The city will pay $2.6 million for the 14-acre site, then demolish the 1960s-era arena and redevelop the site.
The city of Fridley is poised to buy the dilapidated Columbia Arena this week and to start demolition as early as this fall.
The 1960s-era ice hockey arena has sat empty for years as private developers who owned it tried to find a new use for the property.
The city will spend $2.6 million for the 14-acre site, with a closing set for Thursday.
City leaders say the arena gives them a rare chance to redevelop a large piece of land in a developed suburb.
“We have an opportunity to purchase this large eyesore,” said Paul Bolin, Fridley’s assistant executive director of the Housing and Redevelopment Authority. “We are not going to just rush into any project. We are going to take our time and make sure whatever direction we head in, that it’s meeting a number of our community needs and goals.”
Columbia Arena, at 7011 University Av. NE., opened in 1969 and was originally owned by Anoka County. In the 1990s, the county transferred ownership to the National Sports Center Foundation, a nonprofit organization set up by the state of Minnesota.
The arena had a brush with fame. “D3: The Mighty Ducks,” the third movie in the Disney hockey trilogy, was filmed at Columbia Arena in the mid-1990s.
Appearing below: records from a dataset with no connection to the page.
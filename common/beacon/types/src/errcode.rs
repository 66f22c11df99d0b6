// Copyright 2021 Datafuse Labs.
//
// Licensed under the Apache License, Version 2.0 (the "License");
// you may not use this file except in compliance with the License.
// You may obtain a copy of the License at
//
//     http://www.apache.org/licenses/LICENSE-2.0
//
// Unless required by applicable law or agreed to in writing, software
// distributed under the License is distributed on an "AS IS" BASIS,
// WITHOUT WARRANTIES OR CONDITIONS OF ANY KIND, either express or implied.
// See the License for the specific language governing permissions and
// limitations under the License.

use serde::Deserialize;
use serde::Serialize;

/// Error codes carried on every response. This is the ABI between the state
/// machines, the router and the clients; `ErrorCode` never crosses the wire.
#[derive(Serialize, Deserialize, Clone, Copy, Debug, PartialEq, Eq)]
pub enum ErrCode {
    Success,
    InternalError,
    InputParamError,
    ParseFromPbFail,
    HaveNotInit,
    NotLeader,
    RetryLater,
    UnknownReqType,
    PeerNotEqual,
}

impl Default for ErrCode {
    fn default() -> Self {
        ErrCode::Success
    }
}

impl ErrCode {
    pub fn is_success(&self) -> bool {
        *self == ErrCode::Success
    }
}

/// Accessors the leader router needs on every response kind.
pub trait Reply {
    fn errcode(&self) -> ErrCode;
    fn leader(&self) -> &str;
}
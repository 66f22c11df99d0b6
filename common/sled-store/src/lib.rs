// Copyright 2021 Datafuse Labs.
//
// Licensed under the Apache License, Version 2.0 (the "License");
// you may not use this file except in compliance with the License.
// You may obtain a copy of the License at
//
//     http://www.apache.org/licenses/LICENSE-2.0
//
// Unless required by applicable law or agreed to in writing, software
// distributed under the License is distributed on an "AS IS" BASIS,
// WITHOUT WARRANTIES OR CONDITIONS OF ANY KIND, either express or implied.
// See the License for the specific language governing permissions and
// limitations under the License.

#[cfg(test)]
mod sled_tree_test;

mod db;
mod sled_key_space;
mod sled_serde;
mod sled_tree;

pub use db::get_sled_db;
pub use db::init_sled_db;
pub use db::init_temp_sled_db;
pub use sled;
pub use sled_key_space::SledKeySpace;
pub use sled_serde::SledOrderedSerde;
pub use sled_serde::SledSerde;
pub use sled_tree::AsKeySpace;
pub use sled_tree::SledBatch;
pub use sled_tree::SledTree;
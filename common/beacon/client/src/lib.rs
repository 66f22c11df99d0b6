// Copyright 2021 Datafuse Labs.
//
// Licensed under the Apache License, Version 2.0 (the "License");
// you may not use this file except in compliance with the License.
// You may obtain a copy of the License at
//
//     http://www.apache.org/licenses/LICENSE-2.0
//
// Unless required by applicable law or agreed to in writing, software
// distributed under the License is distributed on an "AS IS" BASIS,
// WITHOUT WARRANTIES OR CONDITIONS OF ANY KIND, either express or implied.
// See the License for the specific language governing permissions and
// limitations under the License.

#[cfg(test)]
mod config_cache_test;
#[cfg(test)]
mod config_client_test;

mod config_cache;
mod config_client;
mod discovery_client;
mod router_sender;
mod sender;

pub use config_cache::ConfigCache;
pub use config_client::ConfigClient;
pub use config_client::ConfigEventData;
pub use config_client::ConfigEventListener;
pub use config_client::ConfigFetcher;
pub use discovery_client::DiscoveryClient;
pub use router_sender::RouterSender;
pub use sender::DiscoverySender;
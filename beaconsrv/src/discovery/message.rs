// Copyright 2021 Datafuse Labs.
//
// Licensed under the Apache License, Version 2.0 (the "License");
// you may not use this file except in compliance with the License.
// You may obtain a copy of the License at
//
//     http://www.apache.org/licenses/LICENSE-2.0
//
// Unless required by applicable law or agreed to in writing, software
// distributed under the License is distributed on an "AS IS" BASIS,
// WITHOUT WARRANTIES OR CONDITIONS OF ANY KIND, either express or implied.
// See the License for the specific language governing permissions and
// limitations under the License.

use serde::Deserialize;
use serde::Serialize;

/// Raft-internal RPC envelope: `group_id` selects the raft group, `data`
/// carries the JSON of the group-typed request.
#[derive(Serialize, Deserialize, Clone, Debug)]
pub struct GroupRpc {
    pub group_id: u64,
    pub data: String,
}

/// `data` carries the JSON reply on success, `error` the failure text.
#[derive(Serialize, Deserialize, Clone, Debug, Default)]
pub struct GroupRpcReply {
    pub data: String,
    pub error: String,
}

impl GroupRpcReply {
    pub fn ok<T: Serialize>(v: &T) -> Self {
        match serde_json::to_string(v) {
            Ok(data) => GroupRpcReply {
                data,
                error: String::new(),
            },
            Err(e) => GroupRpcReply {
                data: String::new(),
                error: format!("serialize reply: {}", e),
            },
        }
    }

    pub fn err(e: impl ToString) -> Self {
        GroupRpcReply {
            data: String::new(),
            error: e.to_string(),
        }
    }
}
The facility went downhill from there.
Faced with millions of dollars of repairs and upgrades in 2006, the National Sports Center Foundation sold the Columbia Arena and instead opted to add new sheets of ice at the National Sports Center in Blaine.
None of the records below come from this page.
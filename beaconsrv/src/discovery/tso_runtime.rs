// Copyright 2021 Datafuse Labs.
//
// Licensed under the Apache License, Version 2.0 (the "License");
// you may not use this file except in compliance with the License.
// You may obtain a copy of the License at
//
//     http://www.apache.org/licenses/LICENSE-2.0
//
// Unless required by applicable law or agreed to in writing, software
// distributed under the License is distributed on an "AS IS" BASIS,
// WITHOUT WARRANTIES OR CONDITIONS OF ANY KIND, either express or implied.
// See the License for the specific language governing permissions and
// limitations under the License.

use std::sync::atomic::AtomicBool;
use std::sync::atomic::Ordering;
use std::sync::Arc;
use std::sync::Mutex;
use std::time::Duration;

use async_raft::raft::ClientWriteRequest;
use async_raft::Raft;
use common_base::tokio;
use common_base::tokio::sync::watch;
use common_beacon_raft_store::state_machine::clock_realtime_ms;
use common_beacon_raft_store::state_machine::TsoStateMachine;
use common_beacon_raft_store::RaftConfig;
use common_beacon_types::ErrCode;
use common_beacon_types::TsoOpType;
use common_beacon_types::TsoRequest;
use common_beacon_types::TsoResponse;
use common_beacon_types::TsoTimestamp;
use common_exception::ErrorCode;
use common_exception::Result;
use common_tracing::tracing;

use crate::discovery::BeaconNetwork;
use crate::discovery::BeaconRaftStore;

pub type TsoRaft =
    Raft<TsoRequest, TsoResponse, BeaconNetwork, BeaconRaftStore<TsoStateMachine>>;

const GEN_RETRY_TIMES: usize = 50;

/// Leader-side timestamp oracle: answers `GenTso` out of the in-memory
/// window and advances the window through raft on a timer.
///
/// Serving starts only after the initial replicated update commits on
/// leader start, which keeps timestamps monotonic across failovers.
pub struct TsoRuntime {
    config: RaftConfig,
    store: Arc<BeaconRaftStore<TsoStateMachine>>,
    raft: TsoRaft,

    is_serving: AtomicBool,
    tick_stop: Mutex<Option<watch::Sender<bool>>>,
}

impl TsoRuntime {
    pub fn new(
        config: RaftConfig,
        store: Arc<BeaconRaftStore<TsoStateMachine>>,
        raft: TsoRaft,
    ) -> Arc<TsoRuntime> {
        Arc::new(TsoRuntime {
            config,
            store,
            raft,
            is_serving: AtomicBool::new(false),
            tick_stop: Mutex::new(None),
        })
    }

    /// Take `count` timestamps. Retries while the logical space is drained
    /// by a pending window advance, then gives up with `RetryLater`.
    pub async fn gen_tso(&self, count: u64) -> TsoResponse {
        if count == 0 {
            return TsoResponse::error(
                TsoOpType::GenTso,
                ErrCode::InputParamError,
                "tso count should be positive",
            );
        }
        if !self.is_serving.load(Ordering::Acquire) {
            return TsoResponse::error(
                TsoOpType::GenTso,
                ErrCode::RetryLater,
                "timestamp not ok, retry later",
            );
        }

        for _ in 0..GEN_RETRY_TIMES {
            let got = {
                let mut sm = self.store.state_machine.write().await;
                sm.acquire(count, self.config.tso_max_logical)
            };
            if let Some(ts) = got {
                let mut resp = TsoResponse::success(TsoOpType::GenTso);
                resp.start_timestamp = Some(ts);
                resp.count = count;
                return resp;
            }
            tracing::warn!("tso logical space exhausted, waiting for window advance");
            tokio::time::sleep(Duration::from_millis(self.config.tso_update_interval_ms)).await;
        }

        tracing::error!("gen tso failed after {} retries", GEN_RETRY_TIMES);
        TsoResponse::error(TsoOpType::GenTso, ErrCode::RetryLater, "gen tso failed")
    }

    pub async fn query_info(&self) -> TsoResponse {
        let sm = self.store.state_machine.read().await;
        let mut resp = TsoResponse::success(TsoOpType::QueryTsoInfo);
        resp.start_timestamp = Some(sm.current());
        resp.save_physical = Some(sm.last_save_physical());
        resp.system_time = Some(clock_realtime_ms());
        resp
    }

    /// Replicate one `(current, save)` update through the group.
    async fn sync_timestamp(&self, current: TsoTimestamp, save_physical: i64) -> Result<()> {
        let mut req = TsoRequest::new(TsoOpType::UpdateTso);
        req.current_timestamp = Some(current);
        req.save_physical = Some(save_physical);

        let written = self
            .raft
            .client_write(ClientWriteRequest::new(req))
            .await
            .map_err(|e| ErrorCode::RaftError(format!("sync timestamp: {}", e)))?;

        if written.data.errcode != ErrCode::Success {
            return Err(ErrorCode::RaftError(format!(
                "sync timestamp refused: {}",
                written.data.errmsg
            )));
        }
        Ok(())
    }

    /// Leader-start sequence: take the saved watermark from the loaded
    /// state, jump past it, replicate once, then serve.
    pub async fn on_leader_start(self: Arc<Self>) {
        let now = clock_realtime_ms();
        let last_save = {
            let sm = self.store.state_machine.read().await;
            sm.last_save_physical()
        };

        let mut physical = now;
        if last_save + self.config.tso_update_guard_ms > physical {
            physical = last_save + self.config.tso_update_guard_ms;
        }
        let current = TsoTimestamp {
            physical,
            logical: 0,
        };
        let save = physical + self.config.tso_save_interval_ms as i64;

        tracing::info!(
            "tso leader start, current:({}, 0) save:{}",
            physical,
            save
        );

        match self.sync_timestamp(current, save).await {
            Ok(()) => {
                self.is_serving.store(true, Ordering::Release);
            }
            Err(e) => {
                tracing::error!("tso leader start sync fail: {}", e);
                self.is_serving.store(false, Ordering::Release);
                return;
            }
        }

        // Periodic window advance while leading.
        let (tx, mut rx) = watch::channel(false);
        *self.tick_stop.lock().unwrap() = Some(tx);

        let rt = self.clone();
        let interval = Duration::from_millis(rt.config.tso_update_interval_ms);
        tokio::spawn(async move {
            loop {
                tokio::select! {
                    _ = tokio::time::sleep(interval) => {}
                    _ = rx.changed() => {
                        tracing::info!("tso update tick stopped");
                        return;
                    }
                }
                rt.update_timestamp().await;
            }
        });
    }

    pub fn on_leader_stop(&self) {
        self.is_serving.store(false, Ordering::Release);
        if let Some(tx) = self.tick_stop.lock().unwrap().take() {
            let _ = tx.send(true);
        }
        tracing::info!("tso leader stop");
    }

    /// One tick: decide whether the window must advance, and how far the
    /// durable watermark extends.
    async fn update_timestamp(&self) {
        let now = clock_realtime_ms();
        let (prev, last_save) = {
            let sm = self.store.state_machine.read().await;
            (sm.current(), sm.last_save_physical())
        };

        let delta = now - prev.physical;
        if delta < 0 {
            tracing::warn!("physical time slow, now:{} prev:{}", now, prev.physical);
        }

        let guard = self.config.tso_update_guard_ms;
        let next = if delta > guard {
            now
        } else if prev.logical > self.config.tso_max_logical / 2 {
            now + guard
        } else {
            return;
        };

        let mut save = last_save;
        if save - next <= guard {
            save = next + self.config.tso_save_interval_ms as i64;
        }

        let current = TsoTimestamp {
            physical: next,
            logical: 0,
        };
        if let Err(e) = self.sync_timestamp(current, save).await {
            tracing::warn!("tso window advance fail: {}", e);
        }
    }
}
Private developers owned the property for the last decade and considered several concepts, such as senior housing and medical offices. But no new projects ever broke ground. Now vacant, the facility has become a target for vandals and graffiti artists.
The city hired an engineering firm to examine the arena, which determined the property would qualify as blighted under Minnesota law. The Fridley City Council declared it blighted at an August meeting, which could unlock new financial options to offset redevelopment costs, said Scott Hickok, Fridley’s community development director.
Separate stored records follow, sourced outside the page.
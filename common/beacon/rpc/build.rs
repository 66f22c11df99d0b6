fn main() -> Result<(), Box<dyn std::error::Error>> {
    tonic_build::configure()
        .build_client(true)
        .build_server(true)
        .compile(&["proto/beacon.proto"], &["proto"])?;
    Ok(())
}
// Copyright 2021 Datafuse Labs.
//
// Licensed under the Apache License, Version 2.0 (the "License");
// you may not use this file except in compliance with the License.
// You may obtain a copy of the License at
//
//     http://www.apache.org/licenses/LICENSE-2.0
//
// Unless required by applicable law or agreed to in writing, software
// distributed under the License is distributed on an "AS IS" BASIS,
// WITHOUT WARRANTIES OR CONDITIONS OF ANY KIND, either express or implied.
// See the License for the specific language governing permissions and
// limitations under the License.

use std::sync::Once;

use tracing_appender::non_blocking::WorkerGuard;
use tracing_subscriber::fmt;
use tracing_subscriber::prelude::*;
use tracing_subscriber::EnvFilter;
use tracing_subscriber::Registry;

static START: Once = Once::new();

/// Write logs to stderr, filtered by RUST_LOG. For tests and tools.
pub fn init_default_tracing() {
    START.call_once(|| {
        let fmt_layer = fmt::Layer::default()
            .with_ansi(false)
            .with_writer(std::io::stderr);

        let subscriber = Registry::default()
            .with(EnvFilter::from_default_env())
            .with(fmt_layer);

        tracing::subscriber::set_global_default(subscriber)
            .expect("error setting global tracing subscriber");
    });
}

/// Write logs to a daily-rolling file under `dir`, and return the guards that
/// flush the writers on drop. The server holds the guards for its lifetime.
pub fn init_tracing_with_file(app_name: &str, dir: &str, level: &str) -> Vec<WorkerGuard> {
    let mut guards = vec![];

    let file_appender = tracing_appender::rolling::daily(dir, app_name);
    let (file_writer, file_guard) = tracing_appender::non_blocking(file_appender);
    guards.push(file_guard);

    let (stderr_writer, stderr_guard) = tracing_appender::non_blocking(std::io::stderr());
    guards.push(stderr_guard);

    let subscriber = Registry::default()
        .with(EnvFilter::new(level))
        .with(fmt::Layer::default().with_ansi(false).with_writer(file_writer))
        .with(fmt::Layer::default().with_ansi(false).with_writer(stderr_writer));

    tracing::subscriber::set_global_default(subscriber)
        .expect("error setting global tracing subscriber");

    guards
}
The arena, which once hosted dozens of youth and amateur hockey practices, games and tournaments, continues to deteriorate.
Bolin said during the city’s master plan update a few years ago many said they would like to see the property redeveloped. The facility is surrounding by a firefighter training facility, a church, Locke Park and a neighborhood.
“Our residents see it a real eyesore,” Bolin said.